アニメ『怪談レストラン』は「怪談アニメ」として失敗作か、否か?
児童文学のアニメ化はよくあります。こちらもその一つです。もう何年も前の作品ではある上自分は原作未読なんですが、あまり恐怖は感じなかったんですよね…。失礼ながら、「これ失敗じゃないか?」とさえ思ったものです。ただ、思い返せば結構「怖い」ところもありますし、目的は違うところにあるんじゃないか、とも…。
アニメ『怪談レストラン』スタイル
前菜、メイン、デザートの順でストーリーが展開されます。街中に普通にある「レストラン」のドアを開けると、原作では「ドロちゃん」とも呼ばれる支配人「お化けギャルソン」がお出迎え。
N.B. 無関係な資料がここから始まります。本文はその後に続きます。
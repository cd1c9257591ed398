//! Structured logging setup.
//!
//! Installs a global `tracing-subscriber` fmt subscriber from a
//! [`LoggingConfig`]. `RUST_LOG` overrides the configured level when set.

use crate::config::LoggingConfig;
use crate::error::{Result, SessionError};
use std::fs::OpenOptions;
use std::sync::Arc;
use tracing_subscriber::EnvFilter;

/// Build the filter: `RUST_LOG` first, then the configured level.
fn env_filter(config: &LoggingConfig) -> EnvFilter {
    EnvFilter::try_from_default_env()
        .unwrap_or_else(|_| EnvFilter::new(config.log_level.as_str().to_ascii_lowercase()))
}

/// Install the global subscriber. Fails if one is already installed.
pub fn init_logging(config: &LoggingConfig) -> Result<()> {
    let builder = tracing_subscriber::fmt()
        .with_env_filter(env_filter(config))
        .with_target(true);

    let installed = match (config.log_to_file, config.log_file_path.as_deref()) {
        (true, Some(path)) => {
            let file = OpenOptions::new()
                .create(true)
                .append(true)
                .open(path)
                .map_err(|e| SessionError::ConfigError(format!("Failed to open log file: {e}")))?;
            let writer = Arc::new(file);
            if config.json_format {
                builder.json().with_writer(writer).try_init()
            } else {
                builder.with_ansi(false).with_writer(writer).try_init()
            }
        }
        _ if config.json_format => builder.json().try_init(),
        _ => builder.try_init(),
    };

    installed.map_err(|e| SessionError::ConfigError(format!("Failed to install logger: {e}")))?;

    tracing::info!(app = %config.app_name, level = %config.log_level, "Logging initialized");
    Ok(())
}
#![no_main]

use libfuzzer_sys::fuzz_target;
use realm_session::core::buffer::CommandBuffer;
use realm_session::core::guid::{HighGuid, ObjectGuid};
use realm_session::core::targets::{SpellCastTargets, Trajectory};

fuzz_target!(|data: &[u8]| {
    let caster = ObjectGuid::new(HighGuid::Player, 1);
    let mut buf = CommandBuffer::from_slice(data);
    let Ok(cast_flags) = buf.read_u8() else {
        return;
    };
    if SpellCastTargets::read_for_caster(&mut buf, caster).is_ok() {
        let _ = Trajectory::read_if_flagged(&mut buf, cast_flags);
    }
});
use crate::core::buffer::CommandBuffer;
use crate::error::{constants, Result, SessionError};
use bytes::Bytes;
use std::fmt;

/// Two-byte command identifier.
#[derive(Debug, Clone, Copy, PartialEq, Eq, Hash, PartialOrd, Ord)]
pub struct Opcode(pub u16);

impl fmt::Display for Opcode {
    fn fmt(&self, f: &mut fmt::Formatter<'_>) -> fmt::Result {
        write!(f, "{:#06x}", self.0)
    }
}

/// A decoded client command awaiting dispatch.
#[derive(Debug, Clone)]
pub struct Command {
    opcode: Opcode,
    pub payload: CommandBuffer,
    arrival: u64,
}

impl Command {
    pub fn new(opcode: Opcode, payload: CommandBuffer) -> Self {
        Self {
            opcode,
            payload,
            arrival: 0,
        }
    }

    /// Split a raw command into its opcode header and payload.
    pub fn decode(bytes: &[u8]) -> Result<Self> {
        if bytes.len() < 2 {
            return Err(SessionError::MalformedField(constants::ERR_EMPTY_COMMAND));
        }
        let opcode = Opcode(u16::from_le_bytes([bytes[0], bytes[1]]));
        Ok(Self::new(opcode, CommandBuffer::from_slice(&bytes[2..])))
    }

    pub fn opcode(&self) -> Opcode {
        self.opcode
    }

    /// Position assigned by the queue on push.
    pub fn arrival(&self) -> u64 {
        self.arrival
    }

    pub(crate) fn set_arrival(&mut self, arrival: u64) {
        self.arrival = arrival;
    }
}

/// Server-to-client packet produced by handlers.
#[derive(Debug, Clone, PartialEq)]
pub struct OutboundPacket {
    pub opcode: Opcode,
    pub body: Bytes,
}

impl OutboundPacket {
    pub fn new(opcode: Opcode, body: CommandBuffer) -> Self {
        Self {
            opcode,
            body: body.freeze(),
        }
    }

    pub fn empty(opcode: Opcode) -> Self {
        Self {
            opcode,
            body: Bytes::new(),
        }
    }

    /// Reader over the body, for inspection in tests and tooling.
    pub fn reader(&self) -> CommandBuffer {
        CommandBuffer::from_slice(&self.body)
    }
}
従業員にその日の「メニュー」がどんなものかを説明させるのです。
前菜、メインが恐らく原作にもあるであろう「怪談」で、デザートは登場人物3人が声のトーンを落として怪談百物語風に「怖い話」をし、蝋燭を吹き消す、というスタイル。うん、怖そう。でも怖くない要素が多々あったんです…。
怖いと思えなかった要素1:メインキャラがいる
メインがいたって、突っ込みどころも無視して十分怖がらせることは可能なはずなんですが、どういうわけか「この3人の近辺で怪奇現象起きすぎだろう」なんて思ってしまうわけです。中央にいるアコの叔父さんが急に亡くなったり、その兄である父親があまり悲しんでなかったり。何とはなしに「無理」を感じてしまいました。
メインキャラを設定するとどうにも世界が狭まる上、一種の「危機感」もそがれてしまうように思います。作家、星新一氏は言いました。「主人公は保険を得てしまう」(『できそこない博物館』より)と。つまり、この3人は最終回までは死ぬこともなければ、呪われることも、異次元に吸い込まれて戻ってこられなくなることもないわけです。3人だけでなく、少なくとも彼らと近しいモブキャラでさえ同じ保険を得ることになります。「パラレルワールドシステム」という手もありますが、それだと違う意味で緊張感がなくなってしまいます。「次の回じゃ復活するんでしょ」と。
『地獄先生ぬーべー』と比較
かつて、ジャンプにホラー漫画『地獄先生ぬーべー』という作品がありました。霊能力を持った教師が主人公で、自身の受け持つ生徒を悪霊や妖怪から守るというストーリー。こちらもメインキャラを据え、ギャグ描写、微エロ要素なども満載。それでもガッツリ怖かったし、緊迫感もありました。やはり「命がけで戦う」描写(それこそ、血だらけになったり廃人になったり)があったり、メインキャラであっても取りつかれたり悲惨な目に遭ったりと、鬼気迫る、緊迫するシーンがちゃんと描かれていたからでしょうね。「死ぬことはない、助かる」という保障があってもハラハラするんです。
『怪談レストラン』の方は大体が先の叔父さんの設定にしろ、色々と「唐突」感、設定の無理が多かった気もします。何より描写が怖くない。緊迫感はあっても何だか中途半端。何も血を出せ、瀕死にしろっていうわけじゃないですが、もう少し怖がらせる工夫あったんじゃあ、と思うのです。「怖い」描写があってもオチで「怖さ」がそがれてしまった回もありました。
怖いと思えなかった要素2:ED曲の爽快感
曲自体は結構いいと思います。歌詞も、足掻きながら未来へ向かおうとする若者を描いたような…って「怪談」関係ないし。そもそも、EDアニメがかわいい上に爽快。それって怪談アニメの主題歌としてどうなんだろうと思っていました。OP主題歌がない分、EDは重要なはずです。
アニメ『学校の怪談』EDと比較
それを言ったら同じ怪談アニメの『学校の怪談』のED曲もエロティックな歌詞で怪談とは無関係なんですが。ただアニメが百鬼夜行を思わせる一枚絵の部分部分を少しずつ見せるという手法だった上、曲に唸り声のようなエフェクトがかかっていたり、アダルティーな歌詞を煽るための曲調、編曲も相まっておどろおどろしく仕上げられていました。比喩的な意味の天国を表したかと思えば「地獄に落ちる」ことを連想させるような歌詞もありますし、怪談アニメの主題歌としての考慮がなされているように思われます。『怪談レストラン』のED曲も重低音で始まってるんですけど、何か場違い感があります。せっかくの名曲が勿体ない、とすら思ってしまうような。
失敗作ではない理由
個人的には失敗作ではない、との結論に至りました。何だかんだで恐怖演出はありましたし、かわいい絵柄、かわいいキャラでも「何か怖い、不気味」と思わせる点では十分成功作です。子供の時に見ればトラウマにもなったかもしれません。怖さ、というより「怪談」の要素は一つではないと思わせてくれた一作ではないでしょうか。